Результат работ по любому пункту задания зависел от бурения. Надо было бурить на положительных аномалиях силы тяжести, чтобы проверить шпунтовскую гипотезу. Надо было бурить на Томторе, чтобы оценить природу магнитных аномалий и выяснить строение центральной части массива. Надо было бурить на участках предполагаемого развития коры выветривания, чтобы оценить, есть ли здесь бокситы, ну уж и заодно взять пробы позднедокембрийских обломочных пород и проверить, есть ли в них алмазы или по крайней мере их минералы-спутники.
Вопрос о том, где бурить и как подойти к решению многочисленных задач проекта, мы не раз обсуждали со Львом Степановым. Его позиция была проста — если что-нибудь случится с караваном, то в действие вступала универсальная для геологической практики формула: “Пусть бурят где встанут!” От того, где начнется бурение, зависело, какую геологическую задачу мы будем решать в первую очередь. Если буровики встанут к северу от Уджи, где расположена положительная аномалия силы тяжести, будем проверять гипотезу Шпунта о соответствии гравитационных аномалий и поднятых блоков фундамента. Если они смогут выйти к массиву Томтор, начнем бурение на кольцевой зоне высоких магнитных аномалий. Это последнее давало решение сразу двух разных проблем, поставленных в техническом задании. Предполагалось, что высокомагнитные зоны могут быть, как в массивах Котуй-Маймечинской провинции, связаны с магнетит-апатитовыми рудами. Тем самым мы давали бы ответ на требуемое Амакинкой определение перспектив фосфатных руд, и кроме того, мы подходили к определению природы происхождения Томтора. Чтобы подготовить точку, наиболее подходящую для бурения, были посланы геофизики. Они прошли несколько наземных профилей магнитной съемки и в точке максимума магнитной аномалии вбили кол. Сюда-то в конечном итоге и вышли буровики. Результаты бурения первой скважины поразили всех — на поверхность была вынута десятиметровая колонка керна, состоящая из почти чистого магнетита. Эта первая скважина определила, куда направить все наши немногочисленные силы. Бурение шло еле-еле. Аварий на скважинах опасались каждый день, и они не заставляли себя ждать. У нас просто не было другого выхода, как сосредоточить все силы на решении одной задачи, на одном объекте и тем попытаться сохранить партию до конца проекта.

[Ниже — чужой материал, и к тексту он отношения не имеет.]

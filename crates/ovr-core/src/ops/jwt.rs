//! JSON Web Token inspection
//!
//! Decodes the header and payload segments without verifying the signature.

use super::as_str;
use crate::action::{ActionDef, ActionFn, ActionResult, Arguments};
use crate::error::DecodeError;
use crate::format::{Format, Value};
use base64::engine::general_purpose::{STANDARD, STANDARD_NO_PAD, URL_SAFE, URL_SAFE_NO_PAD};
use base64::Engine;

pub(super) fn actions() -> Vec<ActionDef> {
    vec![ActionDef::new(
        &["jwt"],
        "Parse a JWT and show the header and payload JSON parts",
        Format::TextList,
        ActionFn::Text(parse_jwt),
    )]
}

fn parse_jwt(input: &[u8], _: &Arguments<'_>) -> ActionResult {
    let token = as_str(input);
    let segments: Vec<&str> = token.trim().split('.').collect();
    if segments.len() != 3 {
        return Err(DecodeError::Jwt(format!("expected 3 segments, got {}", segments.len())).into());
    }

    let parts = segments[..2]
        .iter()
        .map(|segment| decode_segment(segment))
        .collect::<Result<Vec<_>, _>>()?;
    Ok(Value::TextList(parts))
}

/// Decode one segment, tolerating missing padding and the URL-safe alphabet
fn decode_segment(segment: &str) -> Result<String, DecodeError> {
    let bytes = STANDARD
        .decode(segment)
        .or_else(|_| STANDARD_NO_PAD.decode(segment))
        .or_else(|_| URL_SAFE.decode(segment))
        .or_else(|_| URL_SAFE_NO_PAD.decode(segment))
        .map_err(|e| DecodeError::Jwt(format!("can't decode base64 part of the JWT: {e}")))?;
    Ok(String::from_utf8(bytes)?)
}

#[cfg(test)]
mod tests {
    use super::*;
    use crate::ops::testing::run;

    // {"alg":"HS256","typ":"JWT"} . {"sub":"1234567890","name":"John Doe","iat":1516239022}
    const TOKEN: &str = "eyJhbGciOiJIUzI1NiIsInR5cCI6IkpXVCJ9.\
        eyJzdWIiOiIxMjM0NTY3ODkwIiwibmFtZSI6IkpvaG4gRG9lIiwiaWF0IjoxNTE2MjM5MDIyfQ.\
        SflKxwRJSMeKKF2QT4fwpMeJf36POk6yJV_adQssw5c";

    #[test]
    fn decodes_header_and_payload() {
        let out = run(actions(), "jwt", Value::text(TOKEN), Vec::new()).unwrap();
        assert_eq!(
            out,
            Value::text_list([
                r#"{"alg":"HS256","typ":"JWT"}"#,
                r#"{"sub":"1234567890","name":"John Doe","iat":1516239022}"#,
            ])
        );
    }

    #[test]
    fn url_safe_segments() {
        // {"a":"??>"} encodes with '-' and '_' in the URL-safe alphabet
        let header = URL_SAFE_NO_PAD.encode(r#"{"a":"??>"}"#);
        let token = format!("{header}.{header}.sig");
        let out = run(actions(), "jwt", Value::text(token), Vec::new()).unwrap();
        assert_eq!(out, Value::text_list([r#"{"a":"??>"}"#, r#"{"a":"??>"}"#]));
    }

    #[test]
    fn rejects_wrong_segment_count() {
        let err = run(actions(), "jwt", Value::text("a.b"), Vec::new()).unwrap_err();
        assert!(err.is_decode());
        let err = run(actions(), "jwt", Value::text("!!.!!.x"), Vec::new()).unwrap_err();
        assert!(err.is_decode());
    }
}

Сплошные “чушки” магнетита в керне на Томторе позволили впервые заговорить о том, что перед нами — месторождение. Это рудное тело было полным аналогом знаменитого железорудного месторождения Кируна в Швеции. Вся сталь Круппа делалась из этой руды. Но в условиях северной Якутии железорудное месторождение было никому не нужно, во всяком случае при относительно небольших запасах железных руд.
Возможно, самой значимой стороной этой находки было то, что она открывала завесу над тем, какие породы слагают ядро массива. Было почти очевидно, что оно сложено чем-то необычным. Судя по геофизическим данным, материал ядра был не магнитен и легок. Всего вероятнее, отрицательная аномалия поля силы тяжести и отсутствие магнитных аномалий могли быть связаны с карбонатитами. Несмотря на огромное впечатление, которое производили “чушки” керна чистого магнетита, для меня куда важнее были участки керна, сложенные карбонат-магнетитовыми агрегатами со слюдой и апатитом. По составу прожилков секущих магнетит было очевидно также, что в центральной части массива мы должны ожидать карбонатиты. Но если так, то мы имели дело с самым большим карбонатитовым массивом мира! На возможность этого указывала также отрицательная аномалия силы тяжести в центральном ядре массива.
Этот поворот — находка карбонатитового ядра массива, — ожидавшийся мной еще по результатам работ первого года и подтвержденный в следующем сезоне, заставил в корне пересмотреть концепцию направления поисков. Если до того все надежды на результаты связывались с месторождениями, потенциально связанными с нефелиновыми сиенитами (хибинский тип!), то теперь все было нацелено на подтверждение рудоносности карбонатитов центрального ядра. Необходимы были более детальные исследования.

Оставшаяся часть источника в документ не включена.